#social media research
Like New Social People
8 months of my tweets, distilled.
I love that phrase so much. Becoming new social people is, to me, exactly what we’re trying to do in my corner of the internet - trying to find new social forms and modes of relating across distance, across culture, anonymously and pseudonymously, as networked communities not just individuals. Understanding how new sites & platforms enable us to become new social people is why I am a social media researcher.
Like New Social People. Just found the title for my first book, y'all.
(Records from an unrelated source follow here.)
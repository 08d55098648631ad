//! [`City`] definitions.

use super::{define_id, define_text};

/// City hotels are located in.
#[derive(Clone, Debug)]
pub struct City {
    /// ID of this [`City`].
    pub id: Id,

    /// [`Name`] of this [`City`].
    pub name: Name,

    /// [`Name`] of the country this [`City`] is located in.
    pub country: Name,
}

define_id! {
    #[doc = "ID of a [`City`]."]
    Id
}

define_text! {
    #[doc = "Name of a [`City`] or a country."]
    Name(max = 100)
}
//! [`Notifier`]-related implementations.

mod log;
#[cfg(any(test, feature = "memory"))]
mod recorder;

use derive_more::{Display, Error as StdError};

use crate::domain::{booking, Booking};

#[cfg(any(test, feature = "memory"))]
pub use self::recorder::Recorder;
pub use self::log::Log;

/// Notification delivery.
pub use common::Handler as Notifier;

/// Event worth notifying a customer about.
#[derive(Clone, Debug)]
pub enum Event {
    /// [`Booking`] has been made.
    BookingConfirmed(Booking),

    /// [`Booking`] has been cancelled.
    BookingCancelled(Booking),

    /// [`booking::Status`] of a [`Booking`] has been changed.
    BookingStatusUpdated {
        /// [`Booking`] with the new [`booking::Status`].
        booking: Booking,

        /// Previous [`booking::Status`] of the [`Booking`].
        from: booking::Status,
    },
}

impl Event {
    /// Returns the [`Booking`] this [`Event`] is about.
    #[must_use]
    pub fn booking(&self) -> &Booking {
        match self {
            Self::BookingConfirmed(b)
            | Self::BookingCancelled(b)
            | Self::BookingStatusUpdated { booking: b, .. } => b,
        }
    }
}

/// [`Notifier`] error.
#[derive(Clone, Debug, Display, StdError)]
pub enum Error {
    /// Notification cannot be delivered.
    #[display("notification is not delivered: {_0}")]
    Undelivered(#[error(not(source))] String),
}
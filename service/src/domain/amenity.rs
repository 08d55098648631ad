//! [`Amenity`] definitions.

use super::{define_id, define_text};

/// Facility a room is equipped with (Wi-Fi, balcony, minibar).
#[derive(Clone, Debug)]
pub struct Amenity {
    /// ID of this [`Amenity`].
    pub id: Id,

    /// [`Name`] of this [`Amenity`].
    pub name: Name,

    /// [`Description`] of this [`Amenity`].
    pub description: Option<Description>,
}

define_id! {
    #[doc = "ID of an [`Amenity`]."]
    Id
}

define_text! {
    #[doc = "Name of an [`Amenity`]."]
    Name(max = 100)
}

define_text! {
    #[doc = "Description of an [`Amenity`]."]
    Description(max = 500)
}
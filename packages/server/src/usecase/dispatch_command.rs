//! UseCase: コマンド処理（Command Dispatcher）
//!
//! ## テスト実装の作業記録
//!
//! ### 何をテストしているか
//! - DispatchCommandUseCase::execute() メソッド
//! - 受信した JSON 封筒の解釈、認可、状態更新、ブロードキャスト、送信者への返信
//!
//! ### なぜこのテストが必要か
//! - 不正なコマンドで状態が壊れないこと、未認可の更新が届かないことを保証する
//! - 更新がオーバーレイにのみ届くことを確認する
//!
//! ### どのような状況を想定しているか
//! - 正常系：各 UPDATE_* / TRIGGER_POPUP / GET_STATE / PING
//! - 異常系：不正な JSON、未知のコマンド、トークン誤り、オブジェクト以外の payload

use std::sync::Arc;

use onair_shared::time::Clock;
use serde_json::Value;

use crate::{
    domain::{
        Access, AccessGate, CommandType, ConnectionId, MessagePusher, Partition, WidgetKind,
        WidgetPatch, WidgetStateRepository,
    },
    infrastructure::dto::websocket::{CommandEnvelope, OutboundMessage},
};

use super::{CommandError, RelayTurn};

/// What a single inbound frame produced.
#[derive(Debug, Clone, PartialEq)]
pub struct DispatchOutcome {
    /// Frame sent back to the sender
    pub reply: OutboundMessage,
    /// Overlay connections the fan-out reached
    pub broadcast_count: usize,
}

/// Effect of a successfully applied command.
struct Applied {
    reply: OutboundMessage,
    broadcast: Option<OutboundMessage>,
}

impl Applied {
    fn reply_only(reply: OutboundMessage) -> Self {
        Self {
            reply,
            broadcast: None,
        }
    }
}

/// コマンド処理のユースケース
pub struct DispatchCommandUseCase {
    /// Repository（ウィジェット状態ストアの抽象化）
    repository: Arc<dyn WidgetStateRepository>,
    /// MessagePusher（接続管理とメッセージ送信の抽象化）
    message_pusher: Arc<dyn MessagePusher>,
    gate: AccessGate,
    clock: Arc<dyn Clock>,
    turn: RelayTurn,
}

impl DispatchCommandUseCase {
    pub fn new(
        repository: Arc<dyn WidgetStateRepository>,
        message_pusher: Arc<dyn MessagePusher>,
        gate: AccessGate,
        clock: Arc<dyn Clock>,
        turn: RelayTurn,
    ) -> Self {
        Self {
            repository,
            message_pusher,
            gate,
            clock,
            turn,
        }
    }

    /// 受信したテキストフレームを処理する
    ///
    /// Applies the command, fans the resulting event out to every overlay,
    /// then replies to the sender. Failures never close the connection; they
    /// become an `ERROR` reply with no mutation and no broadcast.
    ///
    /// # Arguments
    ///
    /// * `sender` - 送信元の接続 ID
    /// * `partition` - 送信元のパーティション
    /// * `text` - 受信したテキスト
    pub async fn execute(
        &self,
        sender: ConnectionId,
        partition: Partition,
        text: &str,
    ) -> DispatchOutcome {
        let _turn = self.turn.acquire().await;

        let applied = match self.apply(partition, text).await {
            Ok(applied) => applied,
            Err(e) => {
                tracing::warn!("Rejected frame from {} '{}': {}", partition, sender, e);
                Applied::reply_only(OutboundMessage::error(e.to_string()))
            }
        };

        let broadcast_count = match &applied.broadcast {
            Some(event) => self.fan_out(event).await,
            None => 0,
        };
        self.reply(&sender, &applied.reply).await;

        DispatchOutcome {
            reply: applied.reply,
            broadcast_count,
        }
    }

    async fn apply(&self, partition: Partition, text: &str) -> Result<Applied, CommandError> {
        let envelope = CommandEnvelope::parse(text).map_err(|_| CommandError::InvalidJson)?;
        let type_name = envelope.r#type.as_deref();

        if self
            .gate
            .authorize(partition, type_name, envelope.token.as_deref())
            == Access::Denied
        {
            return Err(CommandError::Unauthorized);
        }

        let command = type_name
            .ok_or(CommandError::UnknownType)?
            .parse::<CommandType>()
            .map_err(|_| CommandError::UnknownType)?;
        tracing::info!("Dispatching {} from {}", command.as_str(), partition);

        match command {
            CommandType::Ping => Ok(Applied::reply_only(OutboundMessage::Pong {
                timestamp: self.clock.now_millis(),
            })),
            CommandType::UpdateTicker => self.update(WidgetKind::Ticker, envelope.payload).await,
            CommandType::UpdatePopup => self.update(WidgetKind::Popup, envelope.payload).await,
            CommandType::UpdateBrb => self.update(WidgetKind::Brb, envelope.payload).await,
            CommandType::UpdateCountdown => {
                self.update(WidgetKind::Countdown, envelope.payload).await
            }
            CommandType::UpdateStats => self.update(WidgetKind::Stats, envelope.payload).await,
            CommandType::TriggerPopup => Ok(Applied {
                reply: OutboundMessage::Ack {
                    widget: WidgetKind::Popup,
                },
                broadcast: Some(OutboundMessage::PopupTrigger {
                    payload: envelope.payload.unwrap_or(Value::Null),
                }),
            }),
            CommandType::GetState => Ok(Applied::reply_only(OutboundMessage::StateSync {
                payload: self.repository.get_state().await,
            })),
        }
    }

    async fn update(
        &self,
        kind: WidgetKind,
        payload: Option<Value>,
    ) -> Result<Applied, CommandError> {
        let patch = WidgetPatch::from_payload(payload).map_err(|_| CommandError::InvalidPayload)?;
        let merged = self.repository.merge(kind, patch).await;

        Ok(Applied {
            reply: OutboundMessage::Ack { widget: kind },
            broadcast: Some(OutboundMessage::widget_update(kind, merged)),
        })
    }

    /// Serialize once, deliver to every open overlay.
    async fn fan_out(&self, event: &OutboundMessage) -> usize {
        match event.to_json() {
            Ok(json) => self.message_pusher.broadcast(Partition::Overlays, &json).await,
            Err(e) => {
                tracing::error!("Failed to serialize broadcast event: {}", e);
                0
            }
        }
    }

    async fn reply(&self, sender: &ConnectionId, reply: &OutboundMessage) {
        let json = match reply.to_json() {
            Ok(json) => json,
            Err(e) => {
                tracing::error!("Failed to serialize reply: {}", e);
                return;
            }
        };
        if let Err(e) = self.message_pusher.push_to(sender, &json).await {
            tracing::warn!("Failed to reply to '{}': {}", sender, e);
        }
    }
}
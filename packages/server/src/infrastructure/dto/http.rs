//! HTTP response DTOs.

use serde::{Deserialize, Serialize};

/// Body of `GET /health`.
#[derive(Debug, Clone, PartialEq, Serialize, Deserialize)]
pub struct HealthDto {
    pub status: String,
    pub overlays: usize,
    pub controllers: usize,
    /// Seconds since process start
    pub uptime: f64,
}
//! Relay server: axum router, handlers and lifecycle.

mod handler;
mod server;
mod signal;
pub mod state;

pub use server::Server;
pub use signal::shutdown_signal;
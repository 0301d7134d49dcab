//! UseCase: クライアント切断処理

use std::sync::Arc;

use crate::domain::{ConnectionId, MessagePusher, Partition};

/// クライアント切断のユースケース
pub struct DisconnectClientUseCase {
    /// MessagePusher（接続管理とメッセージ送信の抽象化）
    message_pusher: Arc<dyn MessagePusher>,
}

impl DisconnectClientUseCase {
    pub fn new(message_pusher: Arc<dyn MessagePusher>) -> Self {
        Self { message_pusher }
    }

    /// 接続をレジストリから外す（存在しなければ何もしない）
    pub async fn execute(&self, partition: Partition, connection_id: &ConnectionId) {
        self.message_pusher
            .unregister_client(partition, connection_id)
            .await;
    }

    /// 全ての接続を閉じる（シャットダウン時）
    ///
    /// # Returns
    ///
    /// 閉じた接続数
    pub async fn disconnect_all(&self) -> usize {
        self.message_pusher.close_all().await
    }
}

#[cfg(test)]
mod tests {
    use super::*;
    use crate::domain::MockMessagePusher;
    use mockall::predicate::eq;

    #[tokio::test]
    async fn test_execute_unregisters_from_partition() {
        // テスト項目: 切断時に該当パーティションから登録解除される
        // given (前提条件):
        let id = ConnectionId::generate();
        let mut pusher = MockMessagePusher::new();
        pusher
            .expect_unregister_client()
            .with(eq(Partition::Controllers), eq(id))
            .times(1)
            .return_const(());
        let usecase = DisconnectClientUseCase::new(Arc::new(pusher));

        // when (操作):
        usecase.execute(Partition::Controllers, &id).await;

        // then (期待する結果):
        // MockMessagePusher の expectation が drop 時に検証される
    }

    #[tokio::test]
    async fn test_disconnect_all_closes_every_connection() {
        // テスト項目: シャットダウン時に全接続が閉じられ、その件数が返る
        // given (前提条件):
        let mut pusher = MockMessagePusher::new();
        pusher.expect_close_all().times(1).return_const(3usize);
        let usecase = DisconnectClientUseCase::new(Arc::new(pusher));

        // when (操作):
        let closed = usecase.disconnect_all().await;

        // then (期待する結果):
        assert_eq!(closed, 3);
    }
}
I am also obviously quite amused by how completely predictable the other keywords in there are. Only surprises: I don’t talk that much about “tech” or “technology” or “design” as such, despite Twitter Ads showing me that these are my audience’s main interests. I wonder if it would increase my engagement rate if I did? More on the temptations of a data-driven self in a blog post to come…
Method: quick and easy!
- Twitter export via ads.Twitter.com (I think everyone can access this? If not, pretend to sign up for Twitter Advertising then you get all your stats)
- In Excel, add to a previous export to get 8 months data (5 April - 5 Dec 2014)
- Sort alphabetically by tweet text, then code tweets as Original vs. @Reply
- Use Find-Replace to swap &for& (it was distorting the graph)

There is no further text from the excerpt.